Mais ce qui est le plus surprenant dans le foot, à mon avis, c’est cette propension à donner une essence divine à des gestes pour le moins délictueux. Citons, par exemple, un des fameux but de Diego Maradona. Lors d’un match de coupe du monde contre l’Angleterre, il marque avec la main et cet acte répréhensible est baptisé « la main de Dieu ». Comme si Dieu approuvait la tricherie, voire l’encourageait!
Maradona et la "main de Dieu"
Le Mondial 2010 a cependant montré que ni Kaká comme joueur, ni Beckham comme animateur de banc, ni Maradona comme entraîneur n’ont pu sauver leurs équipes respectives de leur honteuse déroute et de leur sortie prématurée de ce prestigieux tournoi.
Le foot et le croissant
Ce sont très probablement les footballeurs égyptiens qui ont popularisé les pratiques religieuses musulmanes publiques dans les stades. Surnommés l’équipe des « sajidines » (les prosternés), ils usent de la prosternation à chaque but marqué ou à chaque victoire. Cette façon de remercier Dieu en s’agenouillant et en posant son front sur la pelouse peut être aussi bien individuelle que collective. Ainsi, on a bien vu Abou-Trika se prosterner seul devant les buts après avoir marqué un pénalty ou accompagné par tous les Pharaons, en cercle, lors de leur victoire à la dernière coupe d’Afrique des nations.
Mais, il faut dire que cette pratique pose problème et est même considérée comme une « bidaâ » (innovation hérétique) par certains. En effet, lorsqu’un croyant se prosterne devant Dieu, ne doit-il pas le faire en direction de la Mecque? Et les prosternations en cercle, de quel rite proviennent-elles? Et qu’en est-il des ablutions?
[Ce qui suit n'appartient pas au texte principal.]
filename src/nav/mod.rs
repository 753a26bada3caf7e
pub mod keys;
use std::fmt;

use crate::{ast::Token, grammar::Grammar, output::Printer};

/// Boolean abstract syntax tree.
///
/// Binary and immutable; algebra operations build new trees rather than
/// editing existing ones. Each `Var` owns exactly one literal token.
#[derive(Debug, Clone, PartialEq, Eq)]
pub enum BoolExpr {
    /// Literal leaf
    ///
    /// # Example
    /// ```text
    /// has(surf)
    /// ```
    Var(Token),

    /// Conjunction
    ///
    /// # Example
    /// ```text
    /// a && b
    /// ```
    And(Box<BoolExpr>, Box<BoolExpr>),

    /// Disjunction
    ///
    /// # Example
    /// ```text
    /// a || b
    /// ```
    Or(Box<BoolExpr>, Box<BoolExpr>),
}

impl BoolExpr {
    pub fn var(token: Token) -> Self {
        BoolExpr::Var(token)
    }

    pub fn and(left: BoolExpr, right: BoolExpr) -> Self {
        BoolExpr::And(Box::new(left), Box::new(right))
    }

    pub fn or(left: BoolExpr, right: BoolExpr) -> Self {
        BoolExpr::Or(Box::new(left), Box::new(right))
    }

    pub fn is_var(&self) -> bool {
        matches!(self, BoolExpr::Var(_))
    }

    pub fn as_token(&self) -> Option<&Token> {
        match self {
            BoolExpr::Var(token) => Some(token),
            _ => None,
        }
    }

    /// All literal tokens, left to right.
    pub fn literals(&self) -> Vec<&Token> {
        let mut out = Vec::new();
        let mut stack = vec![self];
        while let Some(expr) = stack.pop() {
            match expr {
                BoolExpr::Var(token) => out.push(token),
                BoolExpr::And(l, r) | BoolExpr::Or(l, r) => {
                    stack.push(r);
                    stack.push(l);
                }
            }
        }
        out
    }

    /// Nesting depth; a single literal has depth 1.
    pub fn depth(&self) -> usize {
        match self {
            BoolExpr::Var(_) => 1,
            BoolExpr::And(l, r) | BoolExpr::Or(l, r) => 1 + l.depth().max(r.depth()),
        }
    }
}

impl From<Token> for BoolExpr {
    fn from(token: Token) -> Self {
        BoolExpr::Var(token)
    }
}

impl fmt::Display for BoolExpr {
    fn fmt(&self, f: &mut fmt::Formatter<'_>) -> fmt::Result {
        let grammar = Grammar::c_style();
        f.write_str(&Printer::new(&grammar).print_expr(self))
    }
}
L’acte même de la prosternation publique dans un stade ne fait pas l’unanimité des ulémas (savants théologiens). Certains, comme le Dr Salah Ben Mekbal Al-Osseïmi, de l’association du « Fiqh » en Arabie Saoudite, estiment qu’un tel geste pourrait être perçu par le public non musulman comme une provocation. Par contre, cet avis a été fortement contesté par le Dr Gouda Abdelghani Bassiouni, de l’Université d’Al Azhar au Caire. Ce dernier pense plutôt qu’il est légitime pour les joueurs de se prosterner pour remercier Dieu du bienfait qu’il leur a accordé en lui permettant de marquer un but [10].
Un élément nouveau et très significatif est apparu lors du match Égypte-Algérie lors de la demi-finale de la CAN 2010. Dès que l’arbitre siffla la fin du match gagné par les Pharaons, un membre de la délégation égyptienne accourut à la première caméra venue en brandissant un Coran, comme s’il voulait signifier que la victoire revenait à la bénédiction du Saint Livre qu’il avait serré contre lui durant tout le match. Le seul hic, est que l’équipe adverse, c'est-à-dire l’Algérie, est aussi une formation exclusivement musulmane. Va-t-on assister, dans l’avenir, à une guerre de Livres Sacrés, les uns imprimés au Caire et les autres dans les différents pays musulmans?
La piété (ou sa corollaire l’impiété) des joueurs égyptiens a fait la une des journaux à quelques reprises. Tout d'abord, le sélectionneur Hassan Shehata a déclaré à un journal cairote que « Nous ne sélectionnerons jamais un joueur manquant de piété quel que soit son potentiel. Je m’efforce toujours de m’assurer que ceux qui portent le maillot égyptien sont en bons termes avec Dieu ». D’ailleurs, le joueur Mido aurait été écarté de l’équipe, non pas pour son jeu, mais pour son manque de piété. Shehata a aussi cité le cas de Mohammed Zidan qui, grâce à lui (paraît-il), a fini par prier avec toute l’équipe [11]. C’est ce même Zidan qui s’est attiré les foudres de certains internautes « religieux » lorsqu’il a annoncé qu’il allait vivre avec son amie danoise Stina Rohde (sans être religieusement mariés) après un intermède éphémère avec May Ezzedine, une célèbre actrice égyptienne.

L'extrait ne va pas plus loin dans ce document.